During our very first period of zazen, one of our three teachers (two men; one woman; the latter is the founder of this Zen center and a powerful force in Buddhism and beyond) escorted us new students to another temple for meditation instructions. Another of my recurring bad dreams has to do with claustrophobic tiny doorways that get smaller as I’m attempting to pass through. The doorways for this temple don’t actively shrink, but they are extremely low, and all but the very shortest people have to crouch down to enter. Again, there was an exceedingly claustrophobic feeling. A third bad dream come to life in less than 24 hours. Come to think of it, I probably have also had a bad dream about trying not to be observed by strangers when my undergarments are not in place, so make that four.

I had already resolved to survive the week one way or another, but what made me feel much better was when our first class session convened and I saw Roshi in person for the first time. Something about her presence made me feel that all was well. During the course of the week, groups of four or five of us were called during meditation for dokusan, teacher interview. During my interview, Roshi mentioned how important it is to study the precepts so that we can trust our own good hearts as we do our work.

The campus turned out to consist of much more than one one-story building. There are 10 or 15 buildings, all different inside (all the same color outside) and full of wonderful objects and furniture, Tibetan, Japanese and American Southwest.

During the week, I got a clump of emails indicating that there was a problem with my endorsement from Spirit Rock, a crucial part of board certification. It had been a somewhat laborious process to apply for this. The Association of Professional Chaplains said the letter of endorsement from Spirit Rock was in hand; the problem was that they don’t recognize Spirit Rock as a faith group. My contact at Spirit Rock suggested via email that perhaps I’d like to do the work to get Spirit Rock recognized, which I would not like to do at all. Between paid work, volunteer work, even more volunteer work, and the immense pile of deliverables for school, I am not at a loss for things to do.
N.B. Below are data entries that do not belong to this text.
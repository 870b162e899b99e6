use actix_web::{middleware, web, App, HttpServer};

use chairside::config::AppConfig;
use chairside::db::{self, Db};
use chairside::routes;
use chairside::state::AppState;

#[actix_web::main]
async fn main() -> std::io::Result<()> {
    if let Err(err) = run().await {
        eprintln!("Startup error: {err}");
        std::process::exit(1);
    }
    Ok(())
}

async fn run() -> Result<(), Box<dyn std::error::Error>> {
    env_logger::Builder::from_env(env_logger::Env::default().default_filter_or("info"))
        .init();

    let config = AppConfig::from_env();
    let db = Db::connect(&config.db).await?;

    // A failed bootstrap leaves the server up; /api/db-init can retry it.
    match db::bootstrap(&db, config.seed_on_start).await {
        Ok(report) if !report.migrations.is_noop() => {
            log::info!("Migrated: {}", report.migrations.applied.join(", "));
        }
        Ok(_) => {}
        Err(err) => log::error!("Database bootstrap failed: {err}"),
    }

    let address = format!("0.0.0.0:{}", config.port);
    let state = AppState::new(db, config);
    log::info!("Starting Chairside on http://{address} ({:?} backend)", state.db.mode());

    HttpServer::new(move || {
        App::new()
            .app_data(web::Data::new(state.clone()))
            .wrap(middleware::Logger::default())
            .configure(routes::configure)
    })
    .bind(address)?
    .run()
    .await?;

    Ok(())
}
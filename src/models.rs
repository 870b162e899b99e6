use serde::{Deserialize, Serialize};
use uuid::Uuid;

pub const STATUS_PENDING: &str = "pending";
pub const STATUS_CONFIRMED: &str = "confirmed";
pub const STATUS_COMPLETED: &str = "completed";
pub const STATUS_CANCELLED: &str = "cancelled";

pub const APPOINTMENT_STATUSES: [&str; 4] = [
    STATUS_PENDING,
    STATUS_CONFIRMED,
    STATUS_COMPLETED,
    STATUS_CANCELLED,
];

pub const PAYMENT_PENDING: &str = "pending";
pub const PAYMENT_PAID: &str = "paid";

pub const SALE_TYPE_SERVICE: &str = "service";
pub const SALE_TYPE_PRODUCT: &str = "product";

pub const LOW_STOCK_THRESHOLD: i64 = 5;

pub fn new_id() -> String {
    Uuid::new_v4().to_string()
}

pub fn round_cents(amount: f64) -> f64 {
    (amount * 100.0).round() / 100.0
}

#[derive(Debug, Clone, PartialEq, Serialize, sqlx::FromRow)]
pub struct Customer {
    pub id: String,
    pub name: String,
    pub phone: Option<String>,
    pub email: Option<String>,
    pub visit_count: i64,
    pub last_visit: Option<String>,
}

#[derive(Debug, Clone, Default, Deserialize)]
pub struct CustomerInput {
    pub name: String,
    pub phone: Option<String>,
    pub email: Option<String>,
}

#[derive(Debug, Clone, PartialEq, Serialize, sqlx::FromRow)]
pub struct Service {
    pub id: String,
    pub name: String,
    pub duration: i64,
    pub price: f64,
    pub description: Option<String>,
}

#[derive(Debug, Clone, Deserialize)]
pub struct ServiceInput {
    pub name: String,
    pub duration: i64,
    pub price: f64,
    pub description: Option<String>,
}

/// An appointment as read through the `appointment_details` view.
#[derive(Debug, Clone, PartialEq, Serialize, sqlx::FromRow)]
pub struct Appointment {
    pub id: String,
    pub customer_id: String,
    pub customer_name: Option<String>,
    pub customer_phone: Option<String>,
    pub service_id: Option<String>,
    pub service_name: Option<String>,
    pub service_price: Option<f64>,
    pub date: String,
    pub time: String,
    pub duration: i64,
    pub status: String,
    pub notes: Option<String>,
    pub payment_status: String,
    pub payment_method: Option<String>,
}

#[derive(Debug, Clone, Default, Deserialize)]
pub struct AppointmentInput {
    pub customer_id: Option<String>,
    pub service_id: Option<String>,
    pub date: String,
    pub time: String,
    pub duration: Option<i64>,
    pub status: Option<String>,
    pub notes: Option<String>,
}

/// Fields left as `None` keep their stored value.
#[derive(Debug, Clone, Default, Deserialize)]
pub struct AppointmentUpdate {
    pub service_id: Option<String>,
    pub date: Option<String>,
    pub time: Option<String>,
    pub duration: Option<i64>,
    pub status: Option<String>,
    pub notes: Option<String>,
}

#[derive(Debug, Clone, PartialEq, Serialize, sqlx::FromRow)]
pub struct Product {
    pub id: String,
    pub name: String,
    pub category: Option<String>,
    pub price: f64,
    pub stock: i64,
    pub description: Option<String>,
}

#[derive(Debug, Clone, Deserialize)]
pub struct ProductInput {
    pub name: String,
    pub category: Option<String>,
    pub price: f64,
    pub stock: i64,
    pub description: Option<String>,
}

#[derive(Debug, Clone, PartialEq, Serialize, sqlx::FromRow)]
pub struct Sale {
    pub id: String,
    pub customer_id: Option<String>,
    pub customer_name: Option<String>,
    pub date: String,
    pub total: f64,
    pub payment_method: Option<String>,
    #[sqlx(rename = "type")]
    #[serde(rename = "type")]
    pub sale_type: String,
    #[sqlx(skip)]
    pub items: Vec<SaleItem>,
}

#[derive(Debug, Clone, PartialEq, Serialize, sqlx::FromRow)]
pub struct SaleItem {
    pub id: String,
    pub sale_id: String,
    pub item_id: Option<String>,
    pub item_type: String,
    pub name: Option<String>,
    pub price: f64,
    pub quantity: i64,
}

#[derive(Debug, Clone, Deserialize)]
pub struct NewSale {
    pub customer_id: Option<String>,
    pub date: String,
    pub payment_method: Option<String>,
    pub sale_type: String,
    pub items: Vec<NewSaleItem>,
}

#[derive(Debug, Clone, Deserialize)]
pub struct NewSaleItem {
    pub item_id: Option<String>,
    pub item_type: String,
    pub name: Option<String>,
    pub price: f64,
    pub quantity: i64,
}

impl NewSaleItem {
    pub fn line_total(&self) -> f64 {
        self.price * self.quantity as f64
    }
}

#[derive(Debug, Clone, Deserialize)]
pub struct CartItem {
    pub product_id: String,
    pub quantity: i64,
}

#[derive(Debug, Clone, Deserialize)]
pub struct CheckoutRequest {
    pub customer_id: String,
    pub items: Vec<CartItem>,
    pub payment_method: String,
}

#[derive(Debug, Clone, Default, Deserialize)]
pub struct SaleUpdate {
    pub payment_method: Option<String>,
    pub date: Option<String>,
}
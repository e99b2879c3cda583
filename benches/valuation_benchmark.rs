use criterion::{black_box, criterion_group, criterion_main, Criterion};
use derivatives_engine::core::types::{ExposureSide, IndexerKind, OptionKind, Position};
use derivatives_engine::futures::margin::{FuturesMarginEngine, MarginConfig};
use derivatives_engine::options::pricing::{black_scholes_price, greeks};
use derivatives_engine::options::strategy::{
    GridConfig, MarketInputs, StrategyComposer, StrategyKind,
};
use derivatives_engine::swap::engine::SwapLegEngine;
use derivatives_engine::swap::params::{SwapExposure, SwapHedge};

fn bench_black_scholes(c: &mut Criterion) {
    c.bench_function("black_scholes_price_and_greeks", |b| {
        b.iter(|| {
            let price = black_scholes_price(
                black_box(100.0),
                black_box(105.0),
                0.5,
                0.1075,
                0.25,
                OptionKind::Call,
            );
            let g = greeks(100.0, 105.0, 0.5, 0.1075, 0.25, OptionKind::Call, Position::Buy);
            price + g.delta
        })
    });
}

fn bench_iron_condor(c: &mut Criterion) {
    let market = MarketInputs::new(100.0, 0.25, 0.1075, 0.30).unwrap();
    let kind = StrategyKind::IronCondor {
        long_put_strike: 85.0,
        short_put_strike: 95.0,
        short_call_strike: 105.0,
        long_call_strike: 115.0,
    };
    let grid = GridConfig::default();

    c.bench_function("iron_condor_100_points", |b| {
        b.iter(|| StrategyComposer::compose(black_box(kind), &market, &grid))
    });
}

fn bench_margin_account(c: &mut Criterion) {
    let config = MarginConfig::default();
    let prices = FuturesMarginEngine::simulate_daily_prices(5.0, 5.4, 252, 42);

    c.bench_function("margin_account_252_days", |b| {
        b.iter(|| FuturesMarginEngine::margin_account(black_box(&prices), 1_000_000.0, true, &config))
    });
}

fn bench_swap_series(c: &mut Criterion) {
    let exposure = SwapExposure::new(
        ExposureSide::Liability,
        10_000_000.0,
        IndexerKind::ExchangeRate,
        0.06,
        40,
        Some(5.0),
    )
    .unwrap();
    let hedge = SwapHedge::new(IndexerKind::ExchangeRate, IndexerKind::PostFixed, 0.0, 0.9)
        .with_asset_cupom(0.06)
        .with_fx_maturity(6.2);

    c.bench_function("swap_time_series_40_quarters", |b| {
        b.iter(|| SwapLegEngine::time_series(black_box(&exposure), &hedge))
    });
}

criterion_group!(
    benches,
    bench_black_scholes,
    bench_iron_condor,
    bench_margin_account,
    bench_swap_series
);
criterion_main!(benches);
At the end of the two-year chaplaincy program at the Zen center, it is possible to apply for ordination as a Zen priest. This is at Roshi’s discretion and depends on whether she feels she has a good relationship with the applicant, who is expected to become a member of the center and attend at least one sesshin (five- or seven-day intensive meditation practice period) per year. I have zero desire to be a Zen priest—mainly, I don’t want the requisite clothing—but it seems to me that if there is the possibility of being ordained, perhaps it would also be possible to receive a letter of endorsement, which seems like a lesser thing. I asked the center’s expert on APC requirements about this and she said to ask her again in August. (I also checked with the APC after I got home to see if an endorsement from school would be acceptable, and they said it would be.)

I am hoping that, about two years from now, I will be able to receive school’s endorsement, which I suppose will also entail becoming a member and going there annually for a sesshin. If that doesn’t work out, I guess I will have to do the work to help get Spirit Rock recognized by the APC. Another option would be to go through the entire program of the Chaplaincy Institute in Berkeley, which affords ordination as an interfaith minister (and costs a lot).

I was pleased that I’d be taking a non-stop flight from Albuquerque back to San Francisco: big plane! But no—it was that same 48-seat midget plane. I have to go back to school three more times this year as of this writing, plus three times next year, plus once in early 2020, and potentially once annually for the rest of my life, so I guess I will learn to enjoy riding in that wind-tossed little plane, since it turns out there is no nonstop flight from Oakland at the time of day I need to travel.